◆ **TASK INSTRUCTIONS**
Take the data from its first line. Print each line exactly until the line containing "a non-success status" has been printed too.
####################
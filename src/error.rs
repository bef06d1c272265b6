//! Error types for cinesphere
//!
//! This module provides error handling for the service, including:
//! - Domain-specific error variants (Graph, auth, archive, config)
//! - HTTP status code mapping for API integration
//! - Structured error responses with machine-readable error codes

use serde::{Deserialize, Serialize};
use thiserror::Error;
use utoipa::ToSchema;

/// Result type alias for cinesphere operations
pub type Result<T> = std::result::Result<T, Error>;

/// Main error type for cinesphere
#[derive(Debug, Error)]
pub enum Error {
    /// Configuration error with context about which setting is invalid
    #[error("configuration error: {message}")]
    Config {
        /// Human-readable error message describing the configuration issue
        message: String,
        /// The environment key that caused the error (e.g., "GRAPH_TENANT_ID")
        key: Option<String>,
    },

    /// The token endpoint refused to issue an access token
    #[error("failed to get access token: HTTP {status}")]
    Auth {
        /// HTTP status returned by the token endpoint
        status: u16,
        /// Response body returned by the token endpoint
        message: String,
    },

    /// Microsoft Graph returned a non-success status
    #[error("Graph error {status} for {path}")]
    Graph {
        /// HTTP status returned by Graph
        status: u16,
        /// Drive path (or URL) the request was made for
        path: String,
        /// Response body returned by Graph
        message: String,
    },

    /// Requested library path is malformed or escapes the root folder
    #[error("invalid path: {0}")]
    InvalidPath(String),

    /// Network error
    #[error("network error: {0}")]
    Network(#[from] reqwest::Error),

    /// I/O error
    #[error("I/O error: {0}")]
    Io(#[from] std::io::Error),

    /// Zip archive writer failed
    #[error("archive error: {0}")]
    Archive(#[from] async_zip::error::ZipError),

    /// API server error
    #[error("API server error: {0}")]
    ApiServerError(String),
}

impl Error {
    /// Build a configuration error for a specific key
    pub fn config(key: impl Into<String>, message: impl Into<String>) -> Self {
        Error::Config {
            message: message.into(),
            key: Some(key.into()),
        }
    }
}

/// API error response format
///
/// # Example JSON Response
///
/// ```json
/// {
///   "error": {
///     "code": "not_found",
///     "message": "Graph error 404 for MyStreamingLibrary/Movies/Missing",
///     "details": { "upstream_status": 404, "path": "MyStreamingLibrary/Movies/Missing" }
///   }
/// }
/// ```
#[derive(Debug, Clone, Serialize, Deserialize, ToSchema)]
pub struct ApiError {
    /// The error details
    pub error: ErrorDetail,
}

/// Detailed error information for API responses
#[derive(Debug, Clone, Serialize, Deserialize, ToSchema)]
pub struct ErrorDetail {
    /// Machine-readable error code (e.g., "not_found", "graph_error")
    pub code: String,

    /// Human-readable error message
    pub message: String,

    /// Optional additional context about the error
    #[serde(skip_serializing_if = "Option::is_none")]
    pub details: Option<serde_json::Value>,
}

impl ApiError {
    /// Create a new API error with code and message
    pub fn new(code: impl Into<String>, message: impl Into<String>) -> Self {
        Self {
            error: ErrorDetail {
                code: code.into(),
                message: message.into(),
                details: None,
            },
        }
    }

    /// Create an "internal server error"
    pub fn internal(message: impl Into<String>) -> Self {
        Self::new("internal_error", message)
    }
}

/// Convert errors to HTTP status codes for API responses
pub trait ToHttpStatus {
    /// Get the HTTP status code for this error
    fn status_code(&self) -> u16;

    /// Get the machine-readable error code
    fn error_code(&self) -> &str;
}

impl ToHttpStatus for Error {
    fn status_code(&self) -> u16 {
        match self {
            Error::InvalidPath(_) => 400,

            Error::Graph { status: 404, .. } => 404,

            // 502 Bad Gateway - the cloud drive misbehaved
            Error::Auth { .. } => 502,
            Error::Graph { .. } => 502,
            Error::Network(_) => 502,

            Error::Config { .. } => 500,
            Error::Io(_) => 500,
            Error::Archive(_) => 500,
            Error::ApiServerError(_) => 500,
        }
    }

    fn error_code(&self) -> &str {
        match self {
            Error::Config { .. } => "config_error",
            Error::Auth { .. } => "auth_error",
            Error::Graph { status: 404, .. } => "not_found",
            Error::Graph { .. } => "graph_error",
            Error::InvalidPath(_) => "invalid_path",
            Error::Network(_) => "network_error",
            Error::Io(_) => "io_error",
            Error::Archive(_) => "archive_error",
            Error::ApiServerError(_) => "api_server_error",
        }
    }
}

impl From<Error> for ApiError {
    fn from(error: Error) -> Self {
        let code = error.error_code().to_string();
        let message = error.to_string();

        let details = match &error {
            Error::Graph { status, path, .. } => Some(serde_json::json!({
                "upstream_status": status,
                "path": path,
            })),
            Error::Auth { status, .. } => Some(serde_json::json!({
                "upstream_status": status,
            })),
            Error::InvalidPath(path) => Some(serde_json::json!({
                "path": path,
            })),
            Error::Config { key: Some(key), .. } => Some(serde_json::json!({
                "key": key,
            })),
            _ => None,
        };

        ApiError {
            error: ErrorDetail {
                code,
                message,
                details,
            },
        }
    }
}
//! # cinesphere
//!
//! Backend for a personal streaming library kept in a OneDrive folder.
//!
//! The library is whatever folder tree lives under one root folder of a
//! user's drive: categories, series and seasons as folders, videos as files,
//! and cover/poster art as plain images next to them. cinesphere reads that
//! tree through Microsoft Graph and serves it as JSON cards, and can zip a
//! whole folder of videos on the fly.
//!
//! ## Quick Start
//!
//! ```no_run
//! use cinesphere::{Config, Library};
//! use cinesphere::api::{AppState, start_api_server};
//! use std::sync::Arc;
//!
//! #[tokio::main]
//! async fn main() -> Result<(), Box<dyn std::error::Error>> {
//!     let config = Config::from_env()?;
//!     config.validate()?;
//!
//!     let library = Library::from_config(&config)?;
//!     let state = AppState::new(Arc::new(library), Arc::new(config));
//!
//!     start_api_server(state, cinesphere::wait_for_signal()).await?;
//!     Ok(())
//! }
//! ```

#![warn(missing_docs)]
#![warn(clippy::all)]
#![warn(clippy::unwrap_used)]
#![warn(clippy::expect_used)]

/// REST API module
pub mod api;
/// Streaming zip downloads
pub mod archive;
/// Configuration types
pub mod config;
/// Error types
pub mod error;
/// Microsoft Graph drive access
pub mod graph;
/// Library browsing
pub mod library;
/// File classification and name matching
pub mod media;
/// Retry logic with exponential backoff
pub mod retry;
/// API-facing types
pub mod types;

#[allow(clippy::unwrap_used, clippy::expect_used)]
#[cfg(test)]
pub(crate) mod test_helpers;

pub use config::Config;
pub use error::{Error, Result};
pub use graph::{DriveItem, DriveProvider, GraphClient};
pub use library::{Library, LibraryPath};
pub use types::{BrowseResponse, FolderEntry, LibraryItem, VideoEntry};

/// Wait for SIGTERM or SIGINT (Ctrl+C elsewhere)
///
/// Handy as the shutdown future for [`api::start_api_server`].
#[cfg(unix)]
pub async fn wait_for_signal() {
    use tokio::signal::unix::{SignalKind, signal};

    // Registration can fail in restricted environments
    let (mut sigterm, mut sigint) = match (
        signal(SignalKind::terminate()),
        signal(SignalKind::interrupt()),
    ) {
        (Ok(term), Ok(int)) => (term, int),
        (term, int) => {
            if let Err(e) = term.as_ref().and(int.as_ref()) {
                tracing::warn!(
                    error = %e,
                    "Could not register signal handlers, using ctrl_c fallback"
                );
            }
            tokio::signal::ctrl_c().await.ok();
            tracing::info!("Received Ctrl+C");
            return;
        }
    };

    tokio::select! {
        _ = sigterm.recv() => tracing::info!("Received SIGTERM signal"),
        _ = sigint.recv() => tracing::info!("Received SIGINT signal (Ctrl+C)"),
    }
}

/// Wait for Ctrl+C
#[cfg(not(unix))]
pub async fn wait_for_signal() {
    match tokio::signal::ctrl_c().await {
        Ok(()) => tracing::info!("Received Ctrl+C signal"),
        Err(e) => tracing::error!(error = %e, "Failed to listen for Ctrl+C signal"),
    }
}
####################
◆ **YOUR RESPONSE**
filename src/error.rs
repository bef06d1c272265b6
//! Error types for cinesphere
//!
//! This module provides error handling for the service, including:
//! - Domain-specific error variants (Graph, auth, archive, config)
//! - HTTP status code mapping for API integration
//! - Structured error responses with machine-readable error codes

use serde::{Deserialize, Serialize};
use thiserror::Error;
use utoipa::ToSchema;

/// Result type alias for cinesphere operations
pub type Result<T> = std::result::Result<T, Error>;

/// Main error type for cinesphere
#[derive(Debug, Error)]
pub enum Error {
    /// Configuration error with context about which setting is invalid
    #[error("configuration error: {message}")]
    Config {
        /// Human-readable error message describing the configuration issue
        message: String,
        /// The environment key that caused the error (e.g., "GRAPH_TENANT_ID")
        key: Option<String>,
    },

    /// The token endpoint refused to issue an access token
    #[error("failed to get access token: HTTP {status}")]
    Auth {
        /// HTTP status returned by the token endpoint
        status: u16,
        /// Response body returned by the token endpoint
        message: String,
    },

    /// Microsoft Graph returned a non-success status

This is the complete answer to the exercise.